I think I am more aware in someway from the experience.


777

Greyhound1
01-10-17, 11:41 PM
Some of my coping "skills" can be quite effective and also so destructive. Such as anxiety and obsessive thoughts. Both effective for motivating and remembering but not good for my mental health and stability.

Johnny Slick
01-11-17, 12:09 AM
I said yes because by the broadest terms, yes, it's a way you can mitigate the effects of ADHD. I can totally understand why others disagree with this though.

daveddd
01-11-17, 12:13 AM
sure

semantics

Greyhound1
01-12-17, 01:34 AM
I don't think we can afford to single out just ADHD medication if considering it to be a coping mechanism. Under the broadest terms all medication would also be.

Alaskamoose
01-12-17, 02:06 AM
Is medication for ADHD considered a coping mechanism?


777
My therapist told me that taking meds for my adhd were not optional if I wanted a life; I would not call that a coping mechanism; do you have adhd?
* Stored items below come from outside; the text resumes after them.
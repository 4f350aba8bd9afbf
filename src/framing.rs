// SPDX-License-Identifier: Apache-2.0
// Copyright (c) 2025 Au-Zone Technologies. All Rights Reserved.

//! Frame boundary detection from successive firing azimuths.
//!
//! A frame ends when the azimuth wraps from near 36000 back to near 0.
//! Azimuth decreases smaller than the rollover margin are ignored so that
//! repeated dual-return azimuths and small reorderings do not split.

/// Default wrap margin, hundredths of a degree
pub const DEFAULT_ROLLOVER_MARGIN: u16 = 18_000;

/// Framing phase
#[derive(Clone, Copy, Debug, Default, PartialEq, Eq)]
pub enum FramingPhase {
    #[default]
    Accumulating,
    /// A boundary was reported by the last observation
    JustSplit,
}

/// Azimuth wrap state machine.
#[derive(Clone, Debug)]
pub struct FramingState {
    last_azimuth: Option<u16>,
    margin: u16,
    phase: FramingPhase,
}

impl FramingState {
    pub fn new(margin: u16) -> Self {
        Self {
            last_azimuth: None,
            margin,
            phase: FramingPhase::Accumulating,
        }
    }

    /// Feed the azimuth of the next firing. Returns `true` when it starts a
    /// new rotation.
    pub fn observe(&mut self, azimuth: u16) -> bool {
        let split = match self.last_azimuth {
            Some(last) => last > azimuth && last - azimuth > self.margin,
            None => false,
        };
        self.last_azimuth = Some(azimuth);
        self.phase = if split {
            FramingPhase::JustSplit
        } else {
            FramingPhase::Accumulating
        };
        split
    }

    pub fn phase(&self) -> FramingPhase {
        self.phase
    }

    pub fn last_azimuth(&self) -> Option<u16> {
        self.last_azimuth
    }

    pub fn margin(&self) -> u16 {
        self.margin
    }

    pub fn reset(&mut self) {
        self.last_azimuth = None;
        self.phase = FramingPhase::Accumulating;
    }
}

impl Default for FramingState {
    fn default() -> Self {
        Self::new(DEFAULT_ROLLOVER_MARGIN)
    }
}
If you rely have it and meds have worked for you, this would not even be a logical question :)

sarahsweets
01-12-17, 05:57 AM
Definitely a treatment vs a coping mechanism in my opinion. To me, coping skills are things like using lists or timers or reminders. Medication makes using those lists, timers and reminders possible.

Pilgrim
01-12-17, 08:05 AM
A substitution for what's not there. Given the right dosage by a dr with the right expertise

it's morally the right move. If I get hopelessly hurt by it I'm gunna sue.

Little Nut
01-12-17, 10:37 AM
-Uncle Google
In general, here are the general classifications of coping mechanisms:

Defense - the unconscious ways of coping stress. ...

Adaptive -tolerates the stress. ...

Avoidance -keeps self away from the stress. ...

Attack - diverts one's consciousness to a person or group of individuals other than the stressor or the stressful situation.

777?

Simply, I look at it as eliminating or alleviating the stressor(s). So I guess using the above criteria the med is a coping mechanism because it "avoids" the stress.

Did I get it right?

Dachshund
01-12-17, 11:50 AM
Generally, a coping mechanism is a behavioral or mental process that soothes and alleviates stress. Things such as thumb sucking, repetitive motions, etc. This also includes things such as substance abuse, because the abuse of the substance is motivated by behavior and the stress. The substance is not the coping mechanism, but the behavior to reach for that substance is the coping mechanism. For example, stress eating. Food itself is not a coping mechanism, it is a requirement of life. But the act of reaching for food in stressful times is the coping mechanism.

So unless you're reaching for ADHD meds in a substance abusive manner, no. No more then a diabetic using insulin, or using a high blood pressure medication to treat high blood pressure.